Equally important, it is still not clear exactly what care will be covered by the system. Obviously, the answer to this question will have a big impact on costs.
The point of my previous post was simple. Until the implications of this complex, highly interwoven system are well-defined, cost estimates are likely to be wildly inaccurate: nay, useless. Anyone familiar with economic estimates knows that economic statisticians are unable not only to predict future numbers accurately, but even to correctly describe the recent past, which is why economic numbers are constantly being revised. Adding the kinds of uncertainties mentioned briefly above makes this exercise completely useless.
I put “tax” in quotes because premiums for Medicare Part B are just that: insurance premiums, not a tax. Yes, of course, the system will be paid for, but taxes are only one of several ways to achieve that end.
As long as Vermonters have all the available data — including the best estimates of cost AND the intended method of paying those costs — before making the actual decision to move to the new system, I fail to see the problem.

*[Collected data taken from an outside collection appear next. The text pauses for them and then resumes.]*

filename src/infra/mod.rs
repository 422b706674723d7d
use crate::{adapters::persistence::PostgresPersistence, infra::db::init_db};

pub mod app;
pub mod config;
pub mod db;
pub mod log_notifier;
pub mod paystack_client;
pub mod setup;

pub async fn postgres_persistence(database_url: &str) -> anyhow::Result<PostgresPersistence> {
    let pool = init_db(database_url).await?;
    let persistence = PostgresPersistence::new(pool);
    Ok(persistence)
}
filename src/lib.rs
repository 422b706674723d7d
pub mod adapters;
pub mod application;
pub mod domain;
pub mod infra;

// Test utilities (available in all builds for integration tests)
#[cfg(test)]
pub mod test_utils;

// Re-exports for shorter use statements.
pub use application::*;
pub use domain::*;
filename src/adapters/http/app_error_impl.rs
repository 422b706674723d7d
use crate::app_error::{AppError, ErrorCode};
use axum::Json;
use axum::{
    http::StatusCode,
    response::{IntoResponse, Response},
};

impl IntoResponse for AppError {
    fn into_response(self) -> Response {
        // Log the error before it gets converted into a status response.
        tracing::error!(error = ?self, "Request failed");

        match self {
            AppError::Database(_) => {
                error_resp(StatusCode::INTERNAL_SERVER_ERROR, ErrorCode::DatabaseError, None)
            }
            AppError::GatewayUnavailable => {
                error_resp(StatusCode::BAD_GATEWAY, ErrorCode::GatewayUnavailable, None)
            }
            AppError::GatewayTimeout => {
                error_resp(StatusCode::GATEWAY_TIMEOUT, ErrorCode::GatewayTimeout, None)
            }
            AppError::InvalidPhoneOrNetwork(msg) => error_resp(
                StatusCode::BAD_REQUEST,
                ErrorCode::InvalidPhoneOrNetwork,
                Some(msg),
            ),
            AppError::SubscriptionNotFound => {
                error_resp(StatusCode::NOT_FOUND, ErrorCode::SubscriptionNotFound, None)
            }
            AppError::ReferenceNotFound => {
                error_resp(StatusCode::NOT_FOUND, ErrorCode::ReferenceNotFound, None)
            }
            // Internal retry signal; leaking past the retry loop is a bug.
            AppError::ConcurrentUpdate => {
                error_resp(StatusCode::INTERNAL_SERVER_ERROR, ErrorCode::InternalError, None)
            }
            AppError::TemporarilyUnavailable => error_resp(
                StatusCode::SERVICE_UNAVAILABLE,
                ErrorCode::TemporarilyUnavailable,
                None,
            ),
            AppError::InvalidInput(msg) => {
                error_resp(StatusCode::BAD_REQUEST, ErrorCode::InvalidInput, Some(msg))
            }
            AppError::NotFound => error_resp(StatusCode::NOT_FOUND, ErrorCode::NotFound, None),
            AppError::Internal(_) => {
                error_resp(StatusCode::INTERNAL_SERVER_ERROR, ErrorCode::InternalError, None)
            }
        }
    }
}

fn error_resp(status: StatusCode, code: ErrorCode, message: Option<String>) -> Response {
    let body = match message {
        Some(msg) => serde_json::json!({ "code": code.as_str(), "message": msg }),
        None => serde_json::json!({ "code": code.as_str() }),
    };
    (status, Json(body)).into_response()
}
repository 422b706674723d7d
use async_trait::async_trait;
use sqlx::Row;
use uuid::Uuid;

use crate::{
    adapters::persistence::{PostgresPersistence, payment_attempt},
    app_error::{AppError, AppResult},
    application::use_cases::subscription_lifecycle::{
        CreateSubscriptionInput, PaymentOutcomeCommit, RecordAttemptInput, SubscriptionRepo,
        SubscriptionUpdate,
    },
    domain::entities::subscription::Subscription,
};

pub(crate) fn row_to_subscription(row: &sqlx::postgres::PgRow) -> Subscription {
    Subscription {
        id: row.get("id"),
        user_id: row.get("user_id"),
        tier: row.get("tier"),
        phone: row.get("phone"),
        network: row.get("network"),
        amount_pesewas: row.get("amount_pesewas"),
        billing_period: row.get("billing_period"),
        status: row.get("status"),
        last_payment_date: row.get("last_payment_date"),
        next_payment_date: row.get("next_payment_date"),
        failure_count: row.get("failure_count"),
        latest_reference: row.get("latest_reference"),
        version: row.get("version"),
        created_at: row.get("created_at"),
        updated_at: row.get("updated_at"),
    }
}

const SELECT_COLS: &str = r#"
    id, user_id, tier, phone, network, amount_pesewas, billing_period, status,
    last_payment_date, next_payment_date, failure_count, latest_reference,
    version, created_at, updated_at
"#;

// Versioned update. NULL date/reference parameters keep the stored value.
const UPDATE_GUARDED_SQL: &str = r#"
    UPDATE subscriptions SET
        status = $3,
        last_payment_date = COALESCE($4, last_payment_date),
        next_payment_date = COALESCE($5, next_payment_date),
        failure_count = $6,
        latest_reference = COALESCE($7, latest_reference),
        version = version + 1,
        updated_at = NOW()
    WHERE id = $1 AND version = $2
"#;

#[async_trait]
impl SubscriptionRepo for PostgresPersistence {
    async fn get_by_id(&self, id: Uuid) -> AppResult<Option<Subscription>> {
        let row = sqlx::query(&format!(
            "SELECT {} FROM subscriptions WHERE id = $1",
            SELECT_COLS
        ))
        .bind(id)
        .fetch_optional(&self.pool)
        .await
        .map_err(AppError::from)?;
        Ok(row.as_ref().map(row_to_subscription))
    }

    async fn get_live_by_user_and_tier(
        &self,
        user_id: Uuid,
        tier: &str,
    ) -> AppResult<Option<Subscription>> {
        let row = sqlx::query(&format!(
            "SELECT {} FROM subscriptions \
             WHERE user_id = $1 AND tier = $2 \
               AND status IN ('pending', 'active', 'overdue')",
            SELECT_COLS
        ))
        .bind(user_id)
        .bind(tier)
        .fetch_optional(&self.pool)
        .await
        .map_err(AppError::from)?;
        Ok(row.as_ref().map(row_to_subscription))
    }

    async fn get_by_latest_reference(&self, reference: &str) -> AppResult<Option<Subscription>> {
        let row = sqlx::query(&format!(
            "SELECT {} FROM subscriptions WHERE latest_reference = $1",
            SELECT_COLS
        ))
        .bind(reference)
        .fetch_optional(&self.pool)
        .await
        .map_err(AppError::from)?;
        Ok(row.as_ref().map(row_to_subscription))
    }

    async fn create(&self, input: &CreateSubscriptionInput) -> AppResult<Subscription> {
        let row = sqlx::query(&format!(
            "INSERT INTO subscriptions \
                 (id, user_id, tier, phone, network, amount_pesewas, billing_period, \
                  status, failure_count, latest_reference, version) \
             VALUES ($1, $2, $3, $4, $5, $6, $7, 'pending', 0, $8, 1) \
             RETURNING {}",
            SELECT_COLS
        ))
        .bind(input.id)
        .bind(input.user_id)
        .bind(&input.tier)
        .bind(&input.phone)
        .bind(input.network)
        .bind(input.amount_pesewas)
        .bind(input.billing_period)
        .bind(&input.latest_reference)
        .fetch_one(&self.pool)
        .await
        .map_err(AppError::from)?;
        Ok(row_to_subscription(&row))
    }

    async fn update_guarded(
        &self,
        id: Uuid,
        expected_version: i32,
        update: &SubscriptionUpdate,
    ) -> AppResult<Subscription> {
        let row = sqlx::query(&format!("{} RETURNING {}", UPDATE_GUARDED_SQL, SELECT_COLS))
            .bind(id)
            .bind(expected_version)
            .bind(update.status)
            .bind(update.last_payment_date)
            .bind(update.next_payment_date)
            .bind(update.failure_count)
            .bind(&update.latest_reference)
            .fetch_optional(&self.pool)
            .await
            .map_err(AppError::from)?;

        match row {
            Some(row) => Ok(row_to_subscription(&row)),
            // Zero rows means the id is gone or the version moved.
            None => {
                let exists = sqlx::query("SELECT 1 FROM subscriptions WHERE id = $1")
                    .bind(id)
                    .fetch_optional(&self.pool)
                    .await
                    .map_err(AppError::from)?
                    .is_some();
                if exists {
                    Err(AppError::ConcurrentUpdate)
                } else {
                    Err(AppError::SubscriptionNotFound)
                }
            }
        }
    }

    async fn commit_payment_outcome(
        &self,
        id: Uuid,
        expected_version: i32,
        update: &SubscriptionUpdate,
        attempt: &RecordAttemptInput,
    ) -> AppResult<PaymentOutcomeCommit> {
        let mut tx = self.pool.begin().await.map_err(AppError::from)?;

        // The attempt insert doubles as the idempotency check. Both it and
        // the guarded update commit or roll back together, so no interleaving
        // can apply one reference twice or record an attempt whose update
        // lost the version race.
        let inserted = sqlx::query(&format!(
            "INSERT INTO payment_attempts \
                 (id, reference, subscription_id, status, gateway_code, raw_metadata) \
             VALUES ($1, $2, $3, $4, $5, $6) \
             ON CONFLICT (reference) DO NOTHING \
             RETURNING {}",
            payment_attempt::SELECT_COLS
        ))
        .bind(Uuid::new_v4())
        .bind(&attempt.reference)
        .bind(attempt.subscription_id)
        .bind(attempt.status)
        .bind(&attempt.gateway_code)
        .bind(&attempt.raw_metadata)
        .fetch_optional(&mut *tx)
        .await
        .map_err(AppError::from)?;

        let Some(attempt_row) = inserted else {
            let existing = sqlx::query(&format!(
                "SELECT {} FROM payment_attempts WHERE reference = $1",
                payment_attempt::SELECT_COLS
            ))
            .bind(&attempt.reference)
            .fetch_one(&mut *tx)
            .await
            .map_err(AppError::from)?;
            tx.rollback().await.map_err(AppError::from)?;
            return Ok(PaymentOutcomeCommit::AlreadyProcessed(
                payment_attempt::row_to_attempt(&existing),
            ));
        };

        let updated = sqlx::query(&format!("{} RETURNING {}", UPDATE_GUARDED_SQL, SELECT_COLS))
            .bind(id)
            .bind(expected_version)
            .bind(update.status)
            .bind(update.last_payment_date)
            .bind(update.next_payment_date)
            .bind(update.failure_count)
            .bind(&update.latest_reference)
            .fetch_optional(&mut *tx)
            .await
            .map_err(AppError::from)?;

        let Some(subscription_row) = updated else {
            tx.rollback().await.map_err(AppError::from)?;
            return Err(AppError::ConcurrentUpdate);
        };

        tx.commit().await.map_err(AppError::from)?;

        Ok(PaymentOutcomeCommit::Applied {
            subscription: row_to_subscription(&subscription_row),
            attempt: payment_attempt::row_to_attempt(&attempt_row),
        })
    }
}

Obviously, however, just as Mr. Brock fears that his opponents will misconstrue his plans by using partial data and suggestions not ready for public consumption, there’s political hay to be made by those opposed to ANY attempt to change the system in fearmongering over costs and tax mechanisms which may or may not be proposed.
Good grief, it’s pretty simple. Brock is proposing to review everything in the tax code, one being potentially eliminate income sensitivity for trust funders so they can no long sit in the Mansions off Spear St and less property tax then the guy down in the New North End who lives in a simple ranch house.
Shumlin appears to be against it, supporting giving millionaires tax breaks.